Collected data entries:
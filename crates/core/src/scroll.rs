//! Smooth-scroll service
//!
//! Owns the animation state that moves the viewport. The per-frame driver
//! (requestAnimationFrame in the browser, a plain loop in tests) calls
//! [`ScrollService::tick`]; everything else just retargets the engine.

use crate::config::RuntimeConfig;
use crate::host::Browser;

/// Animation is considered settled within this distance of the target.
const SETTLE_EPSILON: f64 = 0.5;

/// Where a scroll request should land
#[derive(Debug, Clone, PartialEq, Eq)]
pub enum ScrollTarget {
    /// Document origin
    Top,
    /// A named anchor in the current document
    Anchor(String),
}

impl ScrollTarget {
    /// Parse the string form used at the JS boundary. The empty string and
    /// `"top"` are both the origin sentinel.
    pub fn parse(raw: &str) -> Self {
        if raw.is_empty() || raw == "top" {
            Self::Top
        } else {
            Self::Anchor(raw.to_string())
        }
    }
}

/// Critically-damped approach toward a target offset
#[derive(Debug)]
pub struct ScrollEngine {
    position: f64,
    target: f64,
    animating: bool,
    /// Approach rate per second
    smoothing: f64,
}

impl ScrollEngine {
    pub fn new(smoothing: f64) -> Self {
        Self {
            position: 0.0,
            target: 0.0,
            animating: false,
            smoothing,
        }
    }

    /// Start animating from `from` toward `to`.
    pub fn retarget(&mut self, from: f64, to: f64) {
        self.position = from;
        self.target = to.max(0.0);
        self.animating = true;
    }

    /// Snap to an offset and stop animating.
    pub fn jump(&mut self, to: f64) {
        self.position = to.max(0.0);
        self.target = self.position;
        self.animating = false;
    }

    pub fn is_animating(&self) -> bool {
        self.animating
    }

    pub fn target(&self) -> f64 {
        self.target
    }

    /// Advance by `dt` seconds and return the new offset. Settles exactly on
    /// the target once within [`SETTLE_EPSILON`].
    pub fn step(&mut self, dt: f64) -> f64 {
        if !self.animating {
            return self.position;
        }
        let blend = 1.0 - (-self.smoothing * dt).exp();
        self.position += (self.target - self.position) * blend;
        if (self.target - self.position).abs() < SETTLE_EPSILON {
            self.position = self.target;
            self.animating = false;
        }
        self.position
    }
}

/// Scroll service: resolves scroll requests against the document and feeds
/// the engine. One instance per application, owned by the composition root.
pub struct ScrollService {
    engine: ScrollEngine,
    header_offset: f64,
    /// Whether the per-frame driver is attached. When it is not, scroll
    /// requests degrade to immediate jumps.
    driver_running: bool,
}

impl ScrollService {
    pub fn new(config: &RuntimeConfig) -> Self {
        Self {
            engine: ScrollEngine::new(config.scroll_smoothing),
            header_offset: config.header_offset,
            driver_running: false,
        }
    }

    pub fn set_driver_running(&mut self, running: bool) {
        self.driver_running = running;
    }

    pub fn is_animating(&self) -> bool {
        self.engine.is_animating()
    }

    /// Reset the viewport to the document origin. Used on every view switch.
    pub fn reset_to_top(&mut self, browser: &mut dyn Browser) {
        self.move_to(0.0, browser);
    }

    /// Scroll to a target. A missing anchor is not an error: the request is
    /// dropped with a diagnostic and the viewport stays where it is.
    pub fn scroll_to(&mut self, target: &ScrollTarget, browser: &mut dyn Browser) {
        match target {
            ScrollTarget::Top => self.move_to(0.0, browser),
            ScrollTarget::Anchor(anchor) => match browser.anchor_top(anchor) {
                Some(top) => {
                    let dest = (top + browser.scroll_offset() - self.header_offset).max(0.0);
                    self.move_to(dest, browser);
                }
                None => {
                    tracing::debug!(anchor = %anchor, "scroll target not in document, ignoring");
                }
            },
        }
    }

    /// Advance the animation one frame and apply the new offset.
    pub fn tick(&mut self, dt: f64, browser: &mut dyn Browser) {
        if self.engine.is_animating() {
            let offset = self.engine.step(dt);
            browser.set_scroll(offset);
        }
    }

    fn move_to(&mut self, dest: f64, browser: &mut dyn Browser) {
        if self.driver_running {
            self.engine.retarget(browser.scroll_offset(), dest);
        } else {
            browser.set_scroll(dest);
            self.engine.jump(dest);
        }
    }
}

#[cfg(test)]
mod tests {
    use super::*;
    use crate::harness::FakeBrowser;

    fn service(driver: bool) -> ScrollService {
        let mut s = ScrollService::new(&RuntimeConfig::default());
        s.set_driver_running(driver);
        s
    }

    #[test]
    fn test_target_parse_top_sentinels() {
        assert_eq!(ScrollTarget::parse(""), ScrollTarget::Top);
        assert_eq!(ScrollTarget::parse("top"), ScrollTarget::Top);
        assert_eq!(
            ScrollTarget::parse("catalog"),
            ScrollTarget::Anchor("catalog".to_string())
        );
    }

    #[test]
    fn test_engine_converges() {
        let mut engine = ScrollEngine::new(8.0);
        engine.retarget(1000.0, 0.0);
        let mut last = 1000.0;
        for _ in 0..300 {
            let pos = engine.step(1.0 / 60.0);
            assert!(pos <= last);
            last = pos;
            if !engine.is_animating() {
                break;
            }
        }
        assert!(!engine.is_animating());
        assert_eq!(last, 0.0);
    }

    #[test]
    fn test_engine_jump_stops_animation() {
        let mut engine = ScrollEngine::new(8.0);
        engine.retarget(0.0, 500.0);
        engine.jump(120.0);
        assert!(!engine.is_animating());
        assert_eq!(engine.step(1.0), 120.0);
    }

    #[test]
    fn test_anchor_destination_includes_header_offset() {
        let mut browser = FakeBrowser::new();
        browser.anchors.insert("gallery".to_string(), 400.0);
        browser.scroll = 250.0;

        let mut scroll = service(true);
        scroll.scroll_to(&ScrollTarget::parse("gallery"), &mut browser);
        // anchorTop + currentScroll - 100
        assert!(scroll.is_animating());
        assert_eq!(scroll.engine.target(), 550.0);
    }

    #[test]
    fn test_missing_anchor_is_noop() {
        let mut browser = FakeBrowser::new();
        browser.scroll = 320.0;

        let mut scroll = service(true);
        scroll.scroll_to(&ScrollTarget::parse("nowhere"), &mut browser);
        assert!(!scroll.is_animating());
        assert_eq!(browser.scroll, 320.0);
    }

    #[test]
    fn test_top_from_any_offset() {
        for start in [0.0, 10.0, 5000.0] {
            let mut browser = FakeBrowser::new();
            browser.scroll = start;

            let mut scroll = service(true);
            scroll.scroll_to(&ScrollTarget::Top, &mut browser);
            for _ in 0..600 {
                scroll.tick(1.0 / 60.0, &mut browser);
            }
            assert_eq!(browser.scroll, 0.0, "starting from {start}");
        }
    }

    #[test]
    fn test_no_driver_falls_back_to_jump() {
        let mut browser = FakeBrowser::new();
        browser.scroll = 900.0;

        let mut scroll = service(false);
        scroll.reset_to_top(&mut browser);
        assert_eq!(browser.scroll, 0.0);
        assert!(!scroll.is_animating());
    }

    #[test]
    fn test_destination_clamped_at_origin() {
        let mut browser = FakeBrowser::new();
        browser.anchors.insert("hero".to_string(), 20.0);
        browser.scroll = 0.0;

        let mut scroll = service(false);
        scroll.scroll_to(&ScrollTarget::parse("hero"), &mut browser);
        // 20 + 0 - 100 clamps to 0
        assert_eq!(browser.scroll, 0.0);
    }

    #[test]
    fn test_tick_idle_leaves_browser_alone() {
        let mut browser = FakeBrowser::new();
        browser.scroll = 75.0;

        let mut scroll = service(true);
        scroll.tick(1.0 / 60.0, &mut browser);
        assert_eq!(browser.scroll, 75.0);
    }
}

*TASK STATEMENT*. Keeping every character as it is, restate the lines above that run from the line with "the composition root." through the line with "the request is", both included, and nothing else.

*OUTPUT BELOW*.
/// the engine. One instance per application, owned by the composition root.
pub struct ScrollService {
    engine: ScrollEngine,
    header_offset: f64,
    /// Whether the per-frame driver is attached. When it is not, scroll
    /// requests degrade to immediate jumps.
    driver_running: bool,
}

impl ScrollService {
    pub fn new(config: &RuntimeConfig) -> Self {
        Self {
            engine: ScrollEngine::new(config.scroll_smoothing),
            header_offset: config.header_offset,
            driver_running: false,
        }
    }

    pub fn set_driver_running(&mut self, running: bool) {
        self.driver_running = running;
    }

    pub fn is_animating(&self) -> bool {
        self.engine.is_animating()
    }

    /// Reset the viewport to the document origin. Used on every view switch.
    pub fn reset_to_top(&mut self, browser: &mut dyn Browser) {
        self.move_to(0.0, browser);
    }

    /// Scroll to a target. A missing anchor is not an error: the request is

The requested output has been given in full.